START Information shown

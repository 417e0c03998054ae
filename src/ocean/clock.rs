//! Shared ocean animation clock.

/// Continuously advancing wave time, owned by the frame driver
///
/// Advanced once per tick; every evaluation within that tick reads the same
/// snapshot via [`OceanClock::time_f64`].
#[derive(Debug, Clone, Copy, PartialEq)]
pub struct OceanClock {
    /// Seconds, accumulated in f64
    time_s: f64,
    time_scale: f32,
}

impl Default for OceanClock {
    fn default() -> Self {
        Self::new(1.0)
    }
}

impl OceanClock {
    /// Create a clock at t = 0 running at `time_scale` (1.0 = real time)
    pub fn new(time_scale: f32) -> Self {
        Self {
            time_s: 0.0,
            time_scale,
        }
    }

    /// Current wave time (seconds), narrowed for evaluation and upload
    pub fn time(&self) -> f32 {
        self.time_s as f32
    }

    /// Current wave time (seconds) at full precision
    pub fn time_f64(&self) -> f64 {
        self.time_s
    }

    /// Advance by one frame's delta (seconds)
    ///
    /// Negative or non-finite deltas are ignored so the clock never runs backward.
    pub fn advance(&mut self, delta_s: f32) -> f32 {
        if delta_s.is_finite() && delta_s > 0.0 {
            self.time_s += delta_s as f64 * self.time_scale as f64;
        }
        self.time()
    }

    /// Jump to an absolute time (seconds)
    pub fn set_time(&mut self, time_s: f64) {
        if time_s.is_finite() {
            self.time_s = time_s;
        }
    }
}
//! Benchmark table for unfused and fused convolution chains.
//!
//! One row per `{variant, N, H, W, C, FW, FH, FC}` point; a single runner iterates the
//! table instead of registering each point by hand.

use std::fmt;

use anyhow::Result;
use convfuse::ops::{Activation, ConvPadding, Strides};
use convfuse::{CpuBackendContext, DType, FusedOp, FusionSpec, Shape, Tensor};
use convfuse_backend_fused::{FusedConv2D, FusedConv2dAttrs};
use convfuse_backend_ref_cpu as primitives;
use rand::rngs::StdRng;
use rand::SeedableRng;

use crate::config::{Fill, FusedPipeline, TrialConfig};

const BENCH_SEED: u64 = 42;

#[derive(Debug, Clone, Copy, PartialEq, Eq, Hash)]
pub enum BenchVariant {
    Conv2D,
    Conv2DWithBias,
    Conv2DWithBiasAndRelu,
    FusedConv2D,
    FusedConv2DAndRelu,
}

impl BenchVariant {
    pub const ALL: [BenchVariant; 5] = [
        BenchVariant::Conv2D,
        BenchVariant::Conv2DWithBias,
        BenchVariant::Conv2DWithBiasAndRelu,
        BenchVariant::FusedConv2D,
        BenchVariant::FusedConv2DAndRelu,
    ];

    pub fn name(self) -> &'static str {
        match self {
            BenchVariant::Conv2D => "Conv2D",
            BenchVariant::Conv2DWithBias => "Conv2DWithBias",
            BenchVariant::Conv2DWithBiasAndRelu => "Conv2DWithBiasAndRelu",
            BenchVariant::FusedConv2D => "FusedConv2D",
            BenchVariant::FusedConv2DAndRelu => "FusedConv2DAndRelu",
        }
    }

    pub fn is_fused(self) -> bool {
        matches!(
            self,
            BenchVariant::FusedConv2D | BenchVariant::FusedConv2DAndRelu
        )
    }

    /// Ops after the convolution, fused or not.
    pub fn epilogue(self) -> Option<FusionSpec> {
        match self {
            BenchVariant::Conv2D => None,
            BenchVariant::Conv2DWithBias | BenchVariant::FusedConv2D => {
                Some(FusionSpec::bias_add())
            }
            BenchVariant::Conv2DWithBiasAndRelu | BenchVariant::FusedConv2DAndRelu => {
                Some(FusionSpec::bias_add_then(Activation::Relu))
            }
        }
    }
}

impl fmt::Display for BenchVariant {
    fn fmt(&self, f: &mut fmt::Formatter<'_>) -> fmt::Result {
        f.write_str(self.name())
    }
}

/// One benchmark point. Filters are `FW x FH x C x FC`, stride 1, SAME padding, f32.
#[derive(Debug, Clone, PartialEq, Eq)]
pub struct BenchCase {
    pub variant: BenchVariant,
    pub n: usize,
    pub h: usize,
    pub w: usize,
    pub c: usize,
    pub fw: usize,
    pub fh: usize,
    pub fc: usize,
    pub label: String,
}

impl BenchCase {
    pub fn new(variant: BenchVariant, [n, h, w, c]: [usize; 4], [fw, fh, fc]: [usize; 3]) -> Self {
        BenchCase {
            variant,
            n,
            h,
            w,
            c,
            fw,
            fh,
            fc,
            label: format!("{fh}x{fw} /b {n}"),
        }
    }

    pub fn name(&self) -> String {
        format!(
            "BM_{}_cpu_{}_{}_{}_{}_{}_{}_{}",
            self.variant, self.n, self.h, self.w, self.c, self.fw, self.fh, self.fc
        )
    }

    /// Input elements consumed per iteration.
    pub fn items_processed(&self) -> u64 {
        (self.n * self.h * self.w * self.c) as u64
    }

    /// The equivalent trial, for checking a benchmark point before timing it.
    pub fn trial_config(&self) -> TrialConfig {
        TrialConfig {
            name: self.name(),
            batch: self.n,
            height: self.h,
            width: self.w,
            in_depth: self.c,
            filter_h: self.fh,
            filter_w: self.fw,
            out_depth: self.fc,
            stride: [1, 1],
            padding: ConvPadding::Same,
            dtype: DType::F32,
            pipeline: FusedPipeline::ConvEpilogue(
                self.variant.epilogue().unwrap_or_else(FusionSpec::bias_add),
            ),
            fill: Fill::Random { seed: BENCH_SEED },
        }
    }

    /// Allocates random inputs and builds the kernel once, outside the timed loop.
    pub fn prepare(&self) -> Result<PreparedBench> {
        let mut rng = StdRng::seed_from_u64(BENCH_SEED);
        let input = Tensor::random(
            DType::F32,
            Shape::new(vec![self.n, self.h, self.w, self.c]),
            &mut rng,
        );
        let filter = Tensor::random(
            DType::F32,
            Shape::new(vec![self.fh, self.fw, self.c, self.fc]),
            &mut rng,
        );
        let bias = Tensor::random(DType::F32, Shape::new(vec![self.fc]), &mut rng);
        let fused = match self.variant.epilogue() {
            Some(spec) if self.variant.is_fused() => Some(FusedConv2D::new(&FusedConv2dAttrs {
                fused_ops: spec.names(),
                num_args: spec.num_args(),
                strides: Strides::new(1, 1).to_nhwc(),
                padding: ConvPadding::Same.as_str().to_string(),
            })?),
            _ => None,
        };
        Ok(PreparedBench {
            variant: self.variant,
            input,
            filter,
            bias,
            fused,
        })
    }
}

/// Inputs and kernel for one benchmark point.
pub struct PreparedBench {
    variant: BenchVariant,
    input: Tensor,
    filter: Tensor,
    bias: Tensor,
    fused: Option<FusedConv2D>,
}

impl PreparedBench {
    /// One iteration. Unfused variants run the reference primitives, fused variants run
    /// on `backend`.
    pub fn run(&self, backend: &CpuBackendContext) -> Result<Tensor> {
        if let Some(op) = &self.fused {
            let out = op.compute(
                backend,
                &self.input,
                &self.filter,
                std::slice::from_ref(&self.bias),
            )?;
            return Ok(out);
        }
        let mut out = primitives::conv2d(
            &self.input,
            &self.filter,
            Strides::new(1, 1),
            ConvPadding::Same,
        )?;
        for op in self.variant.epilogue().iter().flat_map(FusionSpec::ops) {
            out = match op {
                FusedOp::BiasAdd => primitives::bias_add(&out, &self.bias)?,
                FusedOp::Activation(act) => primitives::activation(&out, *act)?,
            };
        }
        Ok(out)
    }
}

/// Pixel-CNN shapes: `32x32x128` images into 1024 filters, 1x1 and 3x3, batches 8/16/32.
pub fn bench_table() -> Vec<BenchCase> {
    let mut cases = Vec::new();
    for filter in [1, 3] {
        for variant in BenchVariant::ALL {
            for batch in [8, 16, 32] {
                cases.push(BenchCase::new(
                    variant,
                    [batch, 32, 32, 128],
                    [filter, filter, 1024],
                ));
            }
        }
    }
    cases
}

END Information shown

### Exercise brief
Look over the entries for "cases", then copy every line that includes that string.

### Task solution
    let mut cases = Vec::new();
                cases.push(BenchCase::new(
    cases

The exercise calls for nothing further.